PROBLEM TO SOLVE: Reproduce the entries shown below only from the line with "options.component_version = self.component_version;" down to the line with "a component archive", keeping both end lines and copying each one exactly.

DATA FOR THIS TASK:
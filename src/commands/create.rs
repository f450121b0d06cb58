// src/commands/create.rs

//! `create` command: build a new component archive on the host filesystem

use anyhow::{Context, Result};
use component_archive::archive::ComponentNameMapping;
use component_archive::{BuilderOptions, ConflictPolicy, OsFilesystem};
use std::path::PathBuf;
use tracing::info;

/// Arguments of `component-archive create`
#[derive(Debug, Default)]
pub struct CreateArgs {
    pub archive_path: PathBuf,
    pub component_name: Option<String>,
    pub component_version: Option<String>,
    pub repo_ctx: Option<String>,
    pub component_name_mapping: Option<ComponentNameMapping>,
    pub on_conflict: Option<ConflictPolicy>,
    pub overwrite: bool,
    pub config: Option<PathBuf>,
}

impl CreateArgs {
    /// Merge config file defaults with command line values
    ///
    /// Flags given on the command line win over the config file.
    pub fn into_options(self, fs: &OsFilesystem) -> Result<BuilderOptions> {
        let mut options = match &self.config {
            Some(path) => BuilderOptions::from_file(fs, path)
                .with_context(|| format!("Failed to load config {}", path.display()))?,
            None => BuilderOptions::default(),
        };

        options.archive_path = self.archive_path;
        if self.component_name.is_some() {
            options.component_name = self.component_name;
        }
        if self.component_version.is_some() {
            options.component_version = self.component_version;
        }
        if self.repo_ctx.is_some() {
            options.repository_context = self.repo_ctx;
        }
        if let Some(mapping) = self.component_name_mapping {
            options.component_name_mapping = mapping;
        }
        if self.overwrite {
            options.on_conflict = ConflictPolicy::Overwrite;
        } else if let Some(policy) = self.on_conflict {
            options.on_conflict = policy;
        }

        Ok(options)
    }
}

/// Create a component archive
pub fn cmd_create(args: CreateArgs) -> Result<()> {
    let fs = OsFilesystem::new();
    let options = args.into_options(&fs)?;
    options.validate()?;

    info!(
        "Creating component archive at {} (on conflict: {})",
        options.archive_path.display(),
        options.on_conflict
    );

    let archive = options.build(&fs).with_context(|| {
        format!(
            "Unable to create component archive at {}",
            options.archive_path.display()
        )
    })?;

    let component = &archive.descriptor().component;
    if !component.name.is_empty() {
        info!("Component {}:{}", component.name, component.version);
    }

    println!(
        "Successfully created component archive at {}",
        archive.path().display()
    );
    Ok(())
}
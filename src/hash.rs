// src/hash.rs

//! Content digests for archive blobs
//!
//! Blobs are addressed by their SHA-256 digest. The digest appears in two
//! spellings:
//! - `sha256:<hex>` in descriptors (OCI style)
//! - `sha256.<hex>` as the blob filename under `blobs/`

use sha2::{Digest as _, Sha256};
use std::fmt;
use std::str::FromStr;

/// Algorithm name used in digest strings
pub const SHA256: &str = "sha256";

const SHA256_HEX_LEN: usize = 64;

/// Digest parsing errors
#[derive(Debug, Clone, PartialEq, Eq)]
pub enum DigestError {
    /// Algorithm prefix other than `sha256`
    UnknownAlgorithm(String),
    /// Hex part has the wrong length
    InvalidLength { expected: usize, got: usize },
    /// Hex part contains non-hex characters
    InvalidHex(String),
}

impl fmt::Display for DigestError {
    fn fmt(&self, f: &mut fmt::Formatter<'_>) -> fmt::Result {
        match self {
            Self::UnknownAlgorithm(name) => write!(f, "unknown digest algorithm: {}", name),
            Self::InvalidLength { expected, got } => {
                write!(f, "invalid digest length: expected {}, got {}", expected, got)
            }
            Self::InvalidHex(s) => write!(f, "invalid hex in digest: {}", s),
        }
    }
}

impl std::error::Error for DigestError {}

/// A SHA-256 content digest
#[derive(Debug, Clone, PartialEq, Eq, Hash, PartialOrd, Ord)]
pub struct Digest {
    hex: String,
}

impl Digest {
    /// Digest some bytes
    pub fn of(data: &[u8]) -> Self {
        Self {
            hex: hex::encode(Sha256::digest(data)),
        }
    }

    /// Build from a bare hex value
    pub fn from_hex(value: &str) -> Result<Self, DigestError> {
        if value.len() != SHA256_HEX_LEN {
            return Err(DigestError::InvalidLength {
                expected: SHA256_HEX_LEN,
                got: value.len(),
            });
        }
        if !value.chars().all(|c| c.is_ascii_hexdigit()) {
            return Err(DigestError::InvalidHex(value.to_string()));
        }
        Ok(Self {
            hex: value.to_ascii_lowercase(),
        })
    }

    /// Hex value without prefix
    #[inline]
    pub fn hex(&self) -> &str {
        &self.hex
    }

    /// Blob filename, e.g. `sha256.ab12...`
    pub fn filename(&self) -> String {
        format!("{}.{}", SHA256, self.hex)
    }

    /// Parse a blob filename produced by [`Digest::filename`]
    pub fn from_filename(name: &str) -> Result<Self, DigestError> {
        Self::split_prefixed(name, '.')
    }

    fn split_prefixed(s: &str, separator: char) -> Result<Self, DigestError> {
        match s.split_once(separator) {
            Some((algo, value)) if algo.eq_ignore_ascii_case(SHA256) => Self::from_hex(value),
            Some((algo, _)) => Err(DigestError::UnknownAlgorithm(algo.to_string())),
            None => Err(DigestError::UnknownAlgorithm(String::new())),
        }
    }
}

impl fmt::Display for Digest {
    fn fmt(&self, f: &mut fmt::Formatter<'_>) -> fmt::Result {
        write!(f, "{}:{}", SHA256, self.hex)
    }
}

impl FromStr for Digest {
    type Err = DigestError;

    /// Parse `sha256:<hex>`
    fn from_str(s: &str) -> Result<Self, Self::Err> {
        Self::split_prefixed(s, ':')
    }
}
// src/cli/mod.rs
//! CLI definitions for the component archive tool
//!
//! Argument parsing only; the command implementations live in the
//! `commands` module.

use clap::{Parser, Subcommand};
use component_archive::ConflictPolicy;
use component_archive::archive::ComponentNameMapping;
use std::path::PathBuf;

#[derive(Parser)]
#[command(name = "component-archive")]
#[command(version)]
#[command(about = "Create component archives with a component descriptor", long_about = None)]
pub struct Cli {
    #[command(subcommand)]
    pub command: Commands,
}

#[derive(Subcommand)]
pub enum Commands {
    /// Create a new component archive
    ///
    /// The archive is a directory with a component-descriptor.yaml. Missing
    /// parent directories are created. An existing descriptor is never
    /// replaced unless --on-conflict says so.
    Create {
        /// Directory to create the archive in
        archive_path: PathBuf,

        /// Component name (e.g. github.com/acme/widget)
        #[arg(long)]
        component_name: Option<String>,

        /// Component version (semver, optional leading "v")
        #[arg(long)]
        component_version: Option<String>,

        /// Base URL of the OCI registry repository context
        #[arg(long)]
        repo_ctx: Option<String>,

        /// Name mapping of the repository context: urlPath or sha256-digest
        #[arg(long)]
        component_name_mapping: Option<ComponentNameMapping>,

        /// Behaviour if the archive already has a descriptor: fail, reuse or overwrite
        #[arg(long, conflicts_with = "overwrite")]
        on_conflict: Option<ConflictPolicy>,

        /// Replace an existing descriptor (same as --on-conflict overwrite)
        #[arg(short = 'w', long)]
        overwrite: bool,

        /// TOML file with default builder options
        #[arg(short, long)]
        config: Option<PathBuf>,
    },
}
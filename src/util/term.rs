// Copyright (C) 2026  Caprica Software Limited
//
// This program is free software: you can redistribute it and/or modify
// it under the terms of the GNU General Public License as published by
// the Free Software Foundation, either version 3 of the License, or
// (at your option) any later version.
//
// This program is distributed in the hope that it will be useful,
// but WITHOUT ANY WARRANTY; without even the implied warranty of
// MERCHANTABILITY or FITNESS FOR A PARTICULAR PURPOSE.  See the
// GNU General Public License for more details.
//
// You should have received a copy of the GNU General Public License
// along with this program.  If not, see <https://www.gnu.org/licenses/>.

//! Terminal background colour control.
//!
//! Uses OSC 11 / OSC 111 escape sequences, supported by most modern terminal
//! emulators (XTerm, Alacritty, Kitty, iTerm2). Terminals without support
//! ignore them.

use std::io::{self, Write};

/// Sets the terminal background to `hex_color` (e.g. `"#281432"`).
pub(crate) fn set_terminal_bg(out: &mut impl Write, hex_color: &str) -> io::Result<()> {
    write!(out, "\x1b]11;{}\x07", hex_color)?;
    out.flush()
}

/// Reverts the terminal background to the user's own setting.
pub(crate) fn reset_terminal_bg(out: &mut impl Write) -> io::Result<()> {
    out.write_all(b"\x1b]111\x07")?;
    out.flush()
}

#[cfg(test)]
mod tests {
    use super::*;

    #[test]
    fn writes_osc_sequences() {
        let mut out = Vec::new();
        set_terminal_bg(&mut out, "#281432").unwrap();
        reset_terminal_bg(&mut out).unwrap();
        assert_eq!(out, b"\x1b]11;#281432\x07\x1b]111\x07");
    }
}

ANSWER TO THE EXERCISE:
            options.component_version = self.component_version;
        }
        if self.repo_ctx.is_some() {
            options.repository_context = self.repo_ctx;
        }
        if let Some(mapping) = self.component_name_mapping {
            options.component_name_mapping = mapping;
        }
        if self.overwrite {
            options.on_conflict = ConflictPolicy::Overwrite;
        } else if let Some(policy) = self.on_conflict {
            options.on_conflict = policy;
        }

        Ok(options)
    }
}

/// Create a component archive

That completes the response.